◆ What to do:
Give back exactly the lines of the entries below from the line with "an overall status." to the line with "let failed_extensions = extensions.iter().filter(|e|", inclusive, and only those.

(Data entries)
· · · · ·
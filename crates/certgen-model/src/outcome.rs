//! Outcome types for rendering, delivery and the run as a whole

use std::fmt;
use std::path::PathBuf;

use serde::{Deserialize, Serialize};

/// Result classification for one rendered record
#[derive(Debug, Clone, Copy, PartialEq, Eq, Hash, Serialize, Deserialize)]
#[serde(rename_all = "snake_case")]
pub enum RenderStatus {
    Success,
    MissingTemplatePath,
    TemplateNotFound,
    MissingFields,
    ExtraFields,
    UnknownError,
    TimedOut,
}

impl RenderStatus {
    /// Canonical message for this status
    pub fn default_message(self) -> &'static str {
        match self {
            RenderStatus::Success => "PDF generated successfully.",
            RenderStatus::MissingTemplatePath => "Template path not set.",
            RenderStatus::TemplateNotFound => "Template file does not exist.",
            RenderStatus::MissingFields => "Missing fields in data.",
            RenderStatus::ExtraFields => "Extra fields in data.",
            RenderStatus::UnknownError => "Unknown error occurred.",
            RenderStatus::TimedOut => "Rendering timed out.",
        }
    }

    pub fn is_success(self) -> bool {
        self == RenderStatus::Success
    }
}

impl fmt::Display for RenderStatus {
    fn fmt(&self, f: &mut fmt::Formatter<'_>) -> fmt::Result {
        let name = match self {
            RenderStatus::Success => "success",
            RenderStatus::MissingTemplatePath => "missing template path",
            RenderStatus::TemplateNotFound => "template not found",
            RenderStatus::MissingFields => "missing fields",
            RenderStatus::ExtraFields => "extra fields",
            RenderStatus::UnknownError => "unknown error",
            RenderStatus::TimedOut => "timed out",
        };
        f.write_str(name)
    }
}

/// Outcome of rendering one record
#[derive(Debug, Clone, PartialEq, Eq, Serialize, Deserialize)]
pub struct RenderOutcome {
    pub status: RenderStatus,
    pub message: String,
}

impl RenderOutcome {
    /// Outcome carrying the canonical message for `status`
    pub fn from_status(status: RenderStatus) -> Self {
        Self {
            status,
            message: status.default_message().to_string(),
        }
    }

    pub fn with_message(status: RenderStatus, message: impl Into<String>) -> Self {
        Self {
            status,
            message: message.into(),
        }
    }

    pub fn success() -> Self {
        Self::from_status(RenderStatus::Success)
    }

    pub fn is_success(&self) -> bool {
        self.status.is_success()
    }
}

/// Three-level status shared by extensions and the overall run
#[derive(Debug, Clone, Copy, PartialEq, Eq, Hash, PartialOrd, Ord, Serialize, Deserialize)]
#[serde(rename_all = "lowercase")]
pub enum OutcomeStatus {
    Success,
    Warning,
    Failure,
}

impl OutcomeStatus {
    /// Parse the lowercase name used by script plugins
    pub fn parse(name: &str) -> Option<Self> {
        match name.trim().to_ascii_lowercase().as_str() {
            "success" => Some(OutcomeStatus::Success),
            "warning" => Some(OutcomeStatus::Warning),
            "failure" => Some(OutcomeStatus::Failure),
            _ => None,
        }
    }
}

impl fmt::Display for OutcomeStatus {
    fn fmt(&self, f: &mut fmt::Formatter<'_>) -> fmt::Result {
        match self {
            OutcomeStatus::Success => f.write_str("success"),
            OutcomeStatus::Warning => f.write_str("warning"),
            OutcomeStatus::Failure => f.write_str("failure"),
        }
    }
}

/// Outcome of one requested delivery extension
#[derive(Debug, Clone, PartialEq, Eq, Serialize, Deserialize)]
pub struct ExtensionOutcome {
    pub plugin_id: String,
    pub status: OutcomeStatus,
    pub message: String,
}

impl ExtensionOutcome {
    pub fn new(plugin_id: impl Into<String>, status: OutcomeStatus, message: impl Into<String>) -> Self {
        Self {
            plugin_id: plugin_id.into(),
            status,
            message: message.into(),
        }
    }

    pub fn failure(plugin_id: impl Into<String>, message: impl Into<String>) -> Self {
        Self::new(plugin_id, OutcomeStatus::Failure, message)
    }

    pub fn is_success(&self) -> bool {
        self.status == OutcomeStatus::Success
    }
}

/// A rendered document on disk
///
/// `record` is the zero-based position of the source record (header
/// excluded), so extensions can find its dataset row even when other
/// records failed to render.
#[derive(Debug, Clone, PartialEq, Eq, Serialize, Deserialize)]
pub struct Artifact {
    pub record: usize,
    pub path: PathBuf,
}

/// Terminal value of one run
#[derive(Debug, Clone, PartialEq, Serialize, Deserialize)]
pub struct RunStatus {
    pub status: OutcomeStatus,
    pub message: String,
    /// One outcome per record, in input order
    pub records: Vec<RenderOutcome>,
    /// One outcome per extension request, in request order
    pub extensions: Vec<ExtensionOutcome>,
    #[serde(default, skip_serializing_if = "Option::is_none")]
    pub run_id: Option<String>,
    #[serde(default, skip_serializing_if = "Option::is_none")]
    pub temp_dir: Option<PathBuf>,
}

impl RunStatus {
    /// A whole-batch failure: nothing rendered, nothing delivered
    pub fn failure(message: impl Into<String>) -> Self {
        Self {
            status: OutcomeStatus::Failure,
            message: message.into(),
            records: Vec::new(),
            extensions: Vec::new(),
            run_id: None,
            temp_dir: None,
        }
    }

    /// Fold record and extension outcomes into an overall status.
    ///
    /// `Warning` as soon as one unit did not succeed, `Success` otherwise.
    pub fn completed(records: Vec<RenderOutcome>, extensions: Vec<ExtensionOutcome>) -> Self {
        let failed_records = records.iter().filter(|r| !r.is_success()).count();
        let failed_extensions = extensions.iter().filter(|e| !e.is_success()).count();

        let (status, message) = if failed_records == 0 && failed_extensions == 0 {
            (
                OutcomeStatus::Success,
                format!(
                    "Generated {} document(s) and ran {} output plugin(s).",
                    records.len(),
                    extensions.len()
                ),
            )
        } else {
            (
                OutcomeStatus::Warning,
                format!(
                    "{} of {} document(s) and {} of {} output plugin(s) did not succeed.",
                    failed_records,
                    records.len(),
                    failed_extensions,
                    extensions.len()
                ),
            )
        };

        Self {
            status,
            message,
            records,
            extensions,
            run_id: None,
            temp_dir: None,
        }
    }

    pub fn with_run(mut self, run_id: impl Into<String>, temp_dir: impl Into<PathBuf>) -> Self {
        self.run_id = Some(run_id.into());
        self.temp_dir = Some(temp_dir.into());
        self
    }

    pub fn is_failure(&self) -> bool {
        self.status == OutcomeStatus::Failure
    }
}

#[cfg(test)]
mod tests {
    use super::*;

    #[test]
    fn test_default_messages() {
        assert_eq!(
            RenderOutcome::from_status(RenderStatus::TemplateNotFound).message,
            "Template file does not exist."
        );
        assert_eq!(RenderOutcome::success().message, "PDF generated successfully.");
    }

    #[test]
    fn test_outcome_status_parse() {
        assert_eq!(OutcomeStatus::parse("Success"), Some(OutcomeStatus::Success));
        assert_eq!(OutcomeStatus::parse(" warning "), Some(OutcomeStatus::Warning));
        assert_eq!(OutcomeStatus::parse("failure"), Some(OutcomeStatus::Failure));
        assert_eq!(OutcomeStatus::parse("ok"), None);
    }

    #[test]
    fn test_completed_all_success() {
        let run = RunStatus::completed(
            vec![RenderOutcome::success(), RenderOutcome::success()],
            vec![],
        );
        assert_eq!(run.status, OutcomeStatus::Success);
        assert_eq!(run.records.len(), 2);
    }

    #[test]
    fn test_completed_record_failure_is_warning() {
        let run = RunStatus::completed(
            vec![
                RenderOutcome::success(),
                RenderOutcome::from_status(RenderStatus::MissingFields),
            ],
            vec![],
        );
        assert_eq!(run.status, OutcomeStatus::Warning);
    }

    #[test]
    fn test_completed_extension_failure_is_warning() {
        let run = RunStatus::completed(
            vec![RenderOutcome::success()],
            vec![ExtensionOutcome::failure("local", "boom")],
        );
        assert_eq!(run.status, OutcomeStatus::Warning);
        assert!(run.message.contains("1 of 1 output plugin"));
    }

    #[test]
    fn test_extension_warning_demotes_run() {
        let run = RunStatus::completed(
            vec![RenderOutcome::success()],
            vec![ExtensionOutcome::new("mail", OutcomeStatus::Warning, "partial")],
        );
        assert_eq!(run.status, OutcomeStatus::Warning);
    }

    #[test]
    fn test_failure_has_no_outcomes() {
        let run = RunStatus::failure("Template file does not exist.");
        assert!(run.is_failure());
        assert!(run.records.is_empty());
        assert!(run.extensions.is_empty());
    }

    #[test]
    fn test_render_status_serde_names() {
        let json = serde_json::to_string(&RenderStatus::MissingFields).unwrap();
        assert_eq!(json, "\"missing_fields\"");
    }
}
· · · · ·
◆ Written answer:
    /// Fold record and extension outcomes into an overall status.
    ///
    /// `Warning` as soon as one unit did not succeed, `Success` otherwise.
    pub fn completed(records: Vec<RenderOutcome>, extensions: Vec<ExtensionOutcome>) -> Self {
        let failed_records = records.iter().filter(|r| !r.is_success()).count();
        let failed_extensions = extensions.iter().filter(|e| !e.is_success()).count();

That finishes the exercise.